Colombia’s war crimes tribunal on Monday called two top military officials to trial over their alleged participation in the execution of more than 60 civilians.
The Special Jurisdiction for Peace (JEP) called General Marcos Pinto and General Edgar Rodriguez to testify as part of an investigation into the army’s practice to execute civilians in order to inflate combat statistics.
Rodriguez is the current director of the National Army’s Education and Doctrine Command and Pinto is the commander of the army’s 2nd Division.
The two generals are the first active military commanders to be called to testify over the grim army practice that cost the lives of more than 6,400 civilians between 2002 and 2008 alone.

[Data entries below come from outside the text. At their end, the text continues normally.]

//! Fill, stroke, clip, and paint helper operations for Canvas.

use super::Canvas;
use crate::geometry::RectParams;
use crate::gradient::{CanvasGradient, GradientType};
use crate::pattern::{CanvasPattern, Repetition};
use crate::style::FillStyle;
use tiny_skia::{FillRule, Mask, PathBuilder, Transform};

impl Canvas {
    // --- Clipping ---

    /// Intersect the clipping region with the current path.
    pub fn clip(&mut self) {
        log::debug!(target: "canvas", "clip");
        if let Some(path) = self.path.to_path() {
            self.state.clip_paths.push(path);
        }
    }

    /// Whether the device-space point lies inside the current path (non-zero rule).
    ///
    /// Points outside the canvas are never inside.
    pub fn is_point_in_path(&self, x: f32, y: f32) -> bool {
        if !(x >= 0.0 && y >= 0.0 && x < self.width as f32 && y < self.height as f32) {
            return false;
        }
        let Some(path) = self.path.to_path() else {
            return false;
        };
        let Some(mut mask) = tiny_skia::Mask::new(self.width, self.height) else {
            return false;
        };
        mask.fill_path(&path, FillRule::Winding, false, Transform::identity());
        let idx = y as usize * self.width as usize + x as usize;
        mask.data()[idx] > 0
    }

    // --- Drawing operations ---

    /// Fill the current path using the non-zero winding rule.
    pub fn fill(&mut self) {
        log::debug!(target: "canvas", "fill");
        let Some(path) = self.path.to_path() else {
            return;
        };
        // Path coordinates are already in device space
        let style = self.state.fill_style.clone();
        self.with_paint_from_style(&style, |ctx, paint, mask| {
            ctx.pixmap
                .fill_path(&path, paint, FillRule::Winding, Transform::identity(), mask);
        });
    }

    /// Stroke the current path.
    pub fn stroke(&mut self) {
        log::debug!(target: "canvas", "stroke");
        let Some(path) = self.path.to_path() else {
            return;
        };

        // The path is pre-transformed but the line width is in user space.
        let stroke = tiny_skia::Stroke {
            width: self.state.line_width * self.state.transform.mean_scale(),
            line_cap: self.state.line_cap.into(),
            line_join: self.state.line_join.into(),
            miter_limit: self.state.miter_limit,
            dash: None,
        };

        let style = self.state.stroke_style.clone();
        self.with_paint_from_style(&style, |ctx, paint, mask| {
            ctx.pixmap
                .stroke_path(&path, paint, &stroke, Transform::identity(), mask);
        });
    }

    /// Fill a rectangle. The current path is replaced.
    pub fn fill_rect(&mut self, params: &RectParams) {
        log::debug!(target: "canvas", "fillRect {} {} {} {}", params.x, params.y, params.width, params.height);
        self.begin_path();
        self.rect(params);
        self.fill();
    }

    /// Stroke a rectangle. The current path is replaced.
    pub fn stroke_rect(&mut self, params: &RectParams) {
        log::debug!(target: "canvas", "strokeRect {} {} {} {}", params.x, params.y, params.width, params.height);
        self.begin_path();
        self.rect(params);
        self.stroke();
    }

    /// Clear a rectangle to transparent black. The current path is kept.
    pub fn clear_rect(&mut self, params: &RectParams) {
        log::debug!(target: "canvas", "clearRect {} {} {} {}", params.x, params.y, params.width, params.height);
        let [p0, p1, p2, p3] = params
            .corners()
            .map(|(x, y)| self.transform_point(x, y));

        let mut pb = tiny_skia::PathBuilder::new();
        pb.move_to(p0.x as f32, p0.y as f32);
        pb.line_to(p1.x as f32, p1.y as f32);
        pb.line_to(p2.x as f32, p2.y as f32);
        pb.line_to(p3.x as f32, p3.y as f32);
        pb.close();

        if let Some(path) = pb.finish() {
            let paint = tiny_skia::Paint {
                blend_mode: tiny_skia::BlendMode::Clear,
                ..Default::default()
            };
            let clip_mask = self.create_clip_mask();
            self.pixmap.fill_path(
                &path,
                &paint,
                FillRule::Winding,
                Transform::identity(),
                clip_mask.as_ref(),
            );
        }
    }

    // --- Private paint helpers ---

    pub(crate) fn create_clip_mask(&self) -> Option<tiny_skia::Mask> {
        let (first, rest) = self.state.clip_paths.split_first()?;
        let mut mask = tiny_skia::Mask::new(self.width, self.height)?;
        mask.fill_path(first, FillRule::Winding, true, Transform::identity());
        for path in rest {
            mask.intersect_path(path, FillRule::Winding, true, Transform::identity());
        }
        Some(mask)
    }

    /// Build a paint and mask for `style` and hand them to `draw`.
    ///
    /// The mask is the clip region, further limited to the tile extent for
    /// non-repeating patterns. Returns `None` without drawing when the style
    /// cannot produce a shader, e.g. a gradient with no stops.
    pub(crate) fn with_paint_from_style<R>(
        &mut self,
        style: &FillStyle,
        draw: impl for<'a> FnOnce(&mut Self, &tiny_skia::Paint<'a>, Option<&Mask>) -> R,
    ) -> Option<R> {
        let mut paint = tiny_skia::Paint {
            anti_alias: true,
            blend_mode: self.state.global_composite_operation.into(),
            ..Default::default()
        };
        let clip_mask = self.create_clip_mask();

        match style {
            FillStyle::Color(color) => {
                paint.set_color((*color).into());
                Some(draw(self, &paint, clip_mask.as_ref()))
            }
            FillStyle::LinearGradient(gradient) | FillStyle::RadialGradient(gradient) => {
                paint.shader = self.create_gradient_shader(gradient)?;
                Some(draw(self, &paint, clip_mask.as_ref()))
            }
            FillStyle::Pattern(pattern) => {
                let transform: Transform = self.state.transform.into();
                let mask = if pattern.repetition() == Repetition::Repeat {
                    clip_mask
                } else {
                    Some(self.pattern_extent_mask(pattern, transform, clip_mask)?)
                };
                paint.shader = pattern.shader(transform);
                Some(draw(self, &paint, mask.as_ref()))
            }
        }
    }

    /// Intersect `clip_mask` (or the whole canvas) with the device-space
    /// outline of the pattern's non-repeating extent.
    fn pattern_extent_mask(
        &self,
        pattern: &CanvasPattern,
        transform: Transform,
        clip_mask: Option<Mask>,
    ) -> Option<Mask> {
        // The canvas bounds in pattern space decide how far repeating axes reach.
        let inverse = transform.invert()?;
        let mut corners = [
            tiny_skia::Point::from_xy(0.0, 0.0),
            tiny_skia::Point::from_xy(self.width as f32, 0.0),
            tiny_skia::Point::from_xy(self.width as f32, self.height as f32),
            tiny_skia::Point::from_xy(0.0, self.height as f32),
        ];
        inverse.map_points(&mut corners);
        let visible = tiny_skia::Rect::from_points(&corners)?;
        let extent = PathBuilder::from_rect(pattern.extent(visible)?);

        match clip_mask {
            Some(mut mask) => {
                mask.intersect_path(&extent, FillRule::Winding, true, transform);
                Some(mask)
            }
            None => {
                let mut mask = Mask::new(self.width, self.height)?;
                mask.fill_path(&extent, FillRule::Winding, true, transform);
                Some(mask)
            }
        }
    }

    pub(crate) fn create_gradient_shader(
        &self,
        gradient: &CanvasGradient,
    ) -> Option<tiny_skia::Shader<'static>> {
        if gradient.stops().is_empty() {
            return None;
        }

        let stops: Vec<tiny_skia::GradientStop> = gradient
            .stops()
            .iter()
            .map(|stop| tiny_skia::GradientStop::new(stop.offset as f32, stop.color.into()))
            .collect();
        let transform: Transform = self.state.transform.into();

        match &gradient.gradient_type {
            GradientType::Linear { x0, y0, x1, y1 } => tiny_skia::LinearGradient::new(
                tiny_skia::Point { x: *x0, y: *y0 },
                tiny_skia::Point { x: *x1, y: *y1 },
                stops,
                tiny_skia::SpreadMode::Pad,
                transform,
            ),
            GradientType::Radial(params) => {
                if params.r0 != 0.0 {
                    log::warn!(
                        target: "canvas",
                        "radial gradient inner radius {} is not supported, drawing with 0",
                        params.r0
                    );
                }
                tiny_skia::RadialGradient::new(
                    tiny_skia::Point {
                        x: params.x0,
                        y: params.y0,
                    },
                    tiny_skia::Point {
                        x: params.x1,
                        y: params.y1,
                    },
                    params.r1,
                    stops,
                    tiny_skia::SpreadMode::Pad,
                    transform,
                )
            }
        }
    }
}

Pinto will be asked to clarify his alleged role in the extrajudicial execution of 29 civilians carried out by the 27th Infantry Battalion in the southwestern Huila province between 2007 and 2009.
Rodriguez will be asked about 34 extrajudicial executions carried out by the same army unit under his command between between 2006 and 2007.
Earlier this year, the JEP announced it would be prioritizing the investigation of extrajudicial executions that occurred between 2002 and 2008 and in specific regions, including Huila.
The court prioritized the first six years of the administrations of former President Alvaro Uribe because the sinister practice surged in those year.
The prioritized regions saw a particularly high number of extrajudicial executions until 2008 when the mass killings became an international scandal and Uribe was forced to purge the military’s top command.
Of the seven investigations into war crimes carried out by demobilized group FARC and the military, the probe into the military mass killings has been met with most resistance.
JEP investigations
- Hostage-taking and kidnapping by the FARC
- Crimes committed in southwest Colombia
- Extrajudicial executions by state forces
- Crimes committed in northwest Colombia
- Crimes committed in western Colombia
- Extermination of the Patriotic Union party
- Recruitment and abuse of child soldiers
Both the military and the government of far-right President Ivan Duque, a loyal follower of Uribe, have resisted the investigation.
Colombia’s far-right has historically insisted that any violence used by the State is legal and that war crimes can only be committed by illegal armed groups.
Particularly the “false positives” scandal has shown how all parties involved in the country’s armed conflict committed atrocities.